**Stored data:**
//! In-process store backends.

use std::sync::Arc;

use async_trait::async_trait;
use bytes::Bytes;
use dashmap::DashMap;

use super::{HttpMetadata, KvStore, ObjectStore, StoreError, StoredObject};

/// A thread-safe key-value store held in memory.
#[derive(Debug, Clone, Default)]
pub struct MemoryKvStore {
    inner: Arc<DashMap<String, String>>,
}

impl MemoryKvStore {
    pub fn new() -> Self {
        Self::default()
    }

    /// Number of stored keys.
    pub fn len(&self) -> usize {
        self.inner.len()
    }

    pub fn is_empty(&self) -> bool {
        self.inner.is_empty()
    }
}

#[async_trait]
impl KvStore for MemoryKvStore {
    async fn get(&self, key: &str) -> Result<Option<String>, StoreError> {
        Ok(self.inner.get(key).map(|r| r.value().clone()))
    }

    async fn put(&self, key: &str, value: String) -> Result<(), StoreError> {
        self.inner.insert(key.to_string(), value);
        Ok(())
    }
}

/// A thread-safe object store held in memory.
#[derive(Debug, Clone, Default)]
pub struct MemoryObjectStore {
    inner: Arc<DashMap<String, (Bytes, HttpMetadata)>>,
}

impl MemoryObjectStore {
    pub fn new() -> Self {
        Self::default()
    }

    /// Number of stored objects.
    pub fn len(&self) -> usize {
        self.inner.len()
    }

    pub fn is_empty(&self) -> bool {
        self.inner.is_empty()
    }
}

#[async_trait]
impl ObjectStore for MemoryObjectStore {
    async fn get(&self, key: &str) -> Result<Option<StoredObject>, StoreError> {
        Ok(self.inner.get(key).map(|r| {
            let (body, http_metadata) = r.value();
            StoredObject {
                body: body.clone(),
                http_metadata: http_metadata.clone(),
            }
        }))
    }

    async fn put(&self, key: &str, body: Bytes, metadata: HttpMetadata) -> Result<(), StoreError> {
        self.inner.insert(key.to_string(), (body, metadata));
        Ok(())
    }
}
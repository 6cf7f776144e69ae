//! Header hygiene between client, proxy and origin.

use axum::http::{header, HeaderMap, HeaderName};

/// Connection-scoped headers that must not be forwarded in either direction.
const HOP_BY_HOP: &[HeaderName] = &[
    header::CONNECTION,
    header::PROXY_AUTHENTICATE,
    header::PROXY_AUTHORIZATION,
    header::TE,
    header::TRAILER,
    header::TRANSFER_ENCODING,
    header::UPGRADE,
];

pub fn is_hop_by_hop(name: &HeaderName) -> bool {
    HOP_BY_HOP.contains(name) || name.as_str() == "keep-alive"
}

/// Copy end-to-end headers only. Headers named in `Connection` are dropped too.
pub fn end_to_end(headers: &HeaderMap) -> HeaderMap {
    let listed: Vec<String> = headers
        .get_all(header::CONNECTION)
        .iter()
        .filter_map(|v| v.to_str().ok())
        .flat_map(|v| v.split(','))
        .map(|v| v.trim().to_ascii_lowercase())
        .collect();

    let mut out = HeaderMap::with_capacity(headers.len());
    for (name, value) in headers {
        if is_hop_by_hop(name) || listed.iter().any(|l| l == name.as_str()) {
            continue;
        }
        out.append(name.clone(), value.clone());
    }
    out
}
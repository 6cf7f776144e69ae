//! Redirect and object storage.
//!
//! # Data Flow
//! ```text
//! pipeline
//!     → redirects.rs (RedirectStore: JSON records over a KvStore)
//!     → objects.rs   (ObjectCache: bodies + content type over an ObjectStore)
//!         → memory.rs (DashMap, process local)
//!         → fs.rs     (files under a root directory)
//! ```
//!
//! # Design Decisions
//! - Backends are opaque get/put dictionaries; no eviction happens here
//! - Adapters never return errors: failed reads are misses, failed writes are logged
//! - Concurrent writes to one key resolve as last-write-wins in the backend

pub mod fs;
pub mod memory;
pub mod objects;
pub mod redirects;

use async_trait::async_trait;
use bytes::Bytes;
use serde::{Deserialize, Serialize};
use thiserror::Error;

pub use fs::{FsKvStore, FsObjectStore};
pub use memory::{MemoryKvStore, MemoryObjectStore};
pub use objects::{CachedObject, ObjectCache};
pub use redirects::{RedirectRecord, RedirectStore};

/// Errors raised by store backends.
#[derive(Debug, Error)]
pub enum StoreError {
    #[error("storage I/O error: {0}")]
    Io(#[from] std::io::Error),

    #[error("malformed stored data: {0}")]
    Decode(#[from] serde_json::Error),

    #[error("store unavailable: {0}")]
    Unavailable(String),
}

/// HTTP metadata stored alongside an object body.
#[derive(Debug, Clone, Default, PartialEq, Eq, Serialize, Deserialize)]
pub struct HttpMetadata {
    pub content_type: Option<String>,
}

/// An object as returned by an [`ObjectStore`].
#[derive(Debug, Clone)]
pub struct StoredObject {
    pub body: Bytes,
    pub http_metadata: HttpMetadata,
}

/// String-valued key-value store.
#[async_trait]
pub trait KvStore: Send + Sync {
    async fn get(&self, key: &str) -> Result<Option<String>, StoreError>;

    async fn put(&self, key: &str, value: String) -> Result<(), StoreError>;
}

/// Binary object store with per-object HTTP metadata.
#[async_trait]
pub trait ObjectStore: Send + Sync {
    async fn get(&self, key: &str) -> Result<Option<StoredObject>, StoreError>;

    async fn put(&self, key: &str, body: Bytes, metadata: HttpMetadata) -> Result<(), StoreError>;
}
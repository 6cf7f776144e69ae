//! Structured logging.
//!
//! `RUST_LOG` wins when set. Otherwise the configured level applies, and the
//! `debug` flag raises this crate to `debug` so every pipeline decision is logged.

use tracing_subscriber::{fmt, layer::SubscriberExt, util::SubscriberInitExt, EnvFilter};

use crate::config::{LogFormat, ObservabilityConfig};

/// Default filter directives for the given config.
pub fn default_directives(config: &ObservabilityConfig) -> String {
    if config.debug {
        "edge_cache_proxy=debug,tower_http=debug".to_string()
    } else {
        format!("edge_cache_proxy={0},tower_http={0}", config.log_level)
    }
}

/// Initialize the global tracing subscriber.
pub fn init_logging(config: &ObservabilityConfig) {
    let filter = EnvFilter::try_from_default_env()
        .unwrap_or_else(|_| EnvFilter::new(default_directives(config)));
    let registry = tracing_subscriber::registry().with(filter);

    match config.log_format {
        LogFormat::Json => registry.with(fmt::layer().json()).init(),
        LogFormat::Pretty => registry.with(fmt::layer()).init(),
    }
}
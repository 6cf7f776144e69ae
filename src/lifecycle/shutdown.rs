//! Shutdown coordination for the edge proxy.

use tokio::sync::broadcast;

/// Coordinator for graceful shutdown.
///
/// Every long-running task (proxy listener, admin listener) subscribes and
/// stops when the signal fires.
#[derive(Clone)]
pub struct Shutdown {
    tx: broadcast::Sender<()>,
}

impl Shutdown {
    pub fn new() -> Self {
        let (tx, _) = broadcast::channel(1);
        Self { tx }
    }

    /// Subscribe to the shutdown signal.
    pub fn subscribe(&self) -> broadcast::Receiver<()> {
        self.tx.subscribe()
    }

    /// Trigger the shutdown signal.
    pub fn trigger(&self) {
        let _ = self.tx.send(());
    }

    /// Trigger shutdown when the process receives Ctrl+C.
    pub fn trigger_on_ctrl_c(&self) {
        let this = self.clone();
        tokio::spawn(async move {
            match tokio::signal::ctrl_c().await {
                Ok(()) => tracing::info!("Shutdown signal received"),
                Err(e) => tracing::error!(error = %e, "Failed to listen for Ctrl+C, shutting down"),
            }
            this.trigger();
        });
    }
}

impl Default for Shutdown {
    fn default() -> Self {
        Self::new()
    }
}

/// Resolve once `rx` observes the shutdown signal (or its sender is gone).
pub async fn wait(mut rx: broadcast::Receiver<()>) {
    let _ = rx.recv().await;
}
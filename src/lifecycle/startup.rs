//! Startup orchestration.
//!
//! Builds the process-wide [`Pipeline`] from a validated config: store
//! backends first, then the origin client, then the settings.

use std::sync::Arc;

use axum::http::uri::InvalidUri;
use thiserror::Error;

use crate::config::{EdgeConfig, StorageBackend};
use crate::origin::HttpOrigin;
use crate::pipeline::{Pipeline, PipelineSettings};
use crate::storage::{
    FsKvStore, FsObjectStore, KvStore, MemoryKvStore, MemoryObjectStore, ObjectCache, ObjectStore,
    RedirectStore,
};

#[derive(Debug, Error)]
pub enum StartupError {
    #[error("invalid origin address: {0}")]
    Origin(#[from] InvalidUri),

    #[error("failed to bind {address}: {source}")]
    Bind {
        address: String,
        #[source]
        source: std::io::Error,
    },

    #[error(transparent)]
    Io(#[from] std::io::Error),
}

/// Redirect and object store handles for the configured backend.
pub fn build_stores(config: &EdgeConfig) -> (RedirectStore, ObjectCache) {
    let (kv, objects): (Arc<dyn KvStore>, Arc<dyn ObjectStore>) = match config.storage.backend {
        StorageBackend::Memory => (
            Arc::new(MemoryKvStore::new()),
            Arc::new(MemoryObjectStore::new()),
        ),
        StorageBackend::Filesystem => (
            Arc::new(FsKvStore::new(&config.storage.root)),
            Arc::new(FsObjectStore::new(&config.storage.root)),
        ),
    };

    tracing::info!(backend = ?config.storage.backend, root = %config.storage.root, "Stores initialized");
    (RedirectStore::new(kv), ObjectCache::new(objects))
}

/// Build the resolution pipeline described by `config`.
pub fn build_pipeline(config: &EdgeConfig) -> Result<Pipeline, StartupError> {
    let (redirects, objects) = build_stores(config);
    let origin = HttpOrigin::new(&config.origin)?;

    tracing::info!(
        origin = %config.origin.address,
        enabled = config.origin.enabled,
        follow_redirects = config.origin.follow_redirects,
        "Origin configured"
    );

    Ok(Pipeline::new(
        redirects,
        objects,
        Arc::new(origin),
        PipelineSettings::from_config(config),
    ))
}
//! Configuration validation.
//!
//! Semantic checks run after serde has parsed the file. All problems are
//! collected, not just the first one.

use std::net::SocketAddr;
use std::str::FromStr;

use axum::http::{uri::Authority, HeaderValue};
use thiserror::Error;

use crate::config::schema::{EdgeConfig, StorageBackend, PLACEHOLDER_API_KEY};

/// A single semantic problem in the configuration.
#[derive(Debug, Clone, PartialEq, Eq, Error)]
pub enum ValidationError {
    #[error("invalid {field} address `{value}`")]
    InvalidAddress { field: &'static str, value: String },

    #[error("{0} must be greater than zero")]
    Zero(&'static str),

    #[error("bypass prefix `{0}` must start with '/'")]
    BypassPrefix(String),

    #[error("cache_control `{0}` is not a valid header value")]
    CacheControl(String),

    #[error("storage root must not be empty for the filesystem backend")]
    StorageRoot,

    #[error("admin api_key must be set when the admin API is enabled")]
    AdminKey,

    #[error("admin api_key is still the shipped placeholder")]
    PlaceholderAdminKey,
}

/// Validate a parsed configuration.
pub fn validate_config(config: &EdgeConfig) -> Result<(), Vec<ValidationError>> {
    let mut errors = Vec::new();

    if SocketAddr::from_str(&config.listener.bind_address).is_err() {
        errors.push(ValidationError::InvalidAddress {
            field: "listener.bind_address",
            value: config.listener.bind_address.clone(),
        });
    }
    if config.listener.max_body_bytes == 0 {
        errors.push(ValidationError::Zero("listener.max_body_bytes"));
    }

    if config.origin.enabled {
        if Authority::from_str(&config.origin.address).is_err() {
            errors.push(ValidationError::InvalidAddress {
                field: "origin.address",
                value: config.origin.address.clone(),
            });
        }
        if config.origin.timeout_secs == 0 {
            errors.push(ValidationError::Zero("origin.timeout_secs"));
        }
        if config.origin.max_body_bytes == 0 {
            errors.push(ValidationError::Zero("origin.max_body_bytes"));
        }
    }

    for prefix in &config.cache.bypass_prefixes {
        if !prefix.starts_with('/') {
            errors.push(ValidationError::BypassPrefix(prefix.clone()));
        }
    }
    if HeaderValue::from_str(&config.cache.cache_control).is_err() {
        errors.push(ValidationError::CacheControl(config.cache.cache_control.clone()));
    }

    if config.storage.backend == StorageBackend::Filesystem && config.storage.root.trim().is_empty() {
        errors.push(ValidationError::StorageRoot);
    }

    if config.timeouts.request_secs == 0 {
        errors.push(ValidationError::Zero("timeouts.request_secs"));
    }

    if config.observability.metrics_enabled
        && SocketAddr::from_str(&config.observability.metrics_address).is_err()
    {
        errors.push(ValidationError::InvalidAddress {
            field: "observability.metrics_address",
            value: config.observability.metrics_address.clone(),
        });
    }

    if config.admin.enabled {
        if config.admin.api_key.is_empty() {
            errors.push(ValidationError::AdminKey);
        } else if config.admin.api_key == PLACEHOLDER_API_KEY {
            errors.push(ValidationError::PlaceholderAdminKey);
        }
        if SocketAddr::from_str(&config.admin.bind_address).is_err() {
            errors.push(ValidationError::InvalidAddress {
                field: "admin.bind_address",
                value: config.admin.bind_address.clone(),
            });
        }
    }

    if errors.is_empty() {
        Ok(())
    } else {
        Err(errors)
    }
}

**WORK TO BE COMPLETED:** Please return only the lines above, starting at the line that has "if config.origin.max_body_bytes == 0" and ending at the line that has "if config.storage.backend == StorageBackend::Filesystem", keeping both and leaving each one unchanged.

**REPLY:**
        if config.origin.max_body_bytes == 0 {
            errors.push(ValidationError::Zero("origin.max_body_bytes"));
        }
    }

    for prefix in &config.cache.bypass_prefixes {
        if !prefix.starts_with('/') {
            errors.push(ValidationError::BypassPrefix(prefix.clone()));
        }
    }
    if HeaderValue::from_str(&config.cache.cache_control).is_err() {
        errors.push(ValidationError::CacheControl(config.cache.cache_control.clone()));
    }

    if config.storage.backend == StorageBackend::Filesystem && config.storage.root.trim().is_empty() {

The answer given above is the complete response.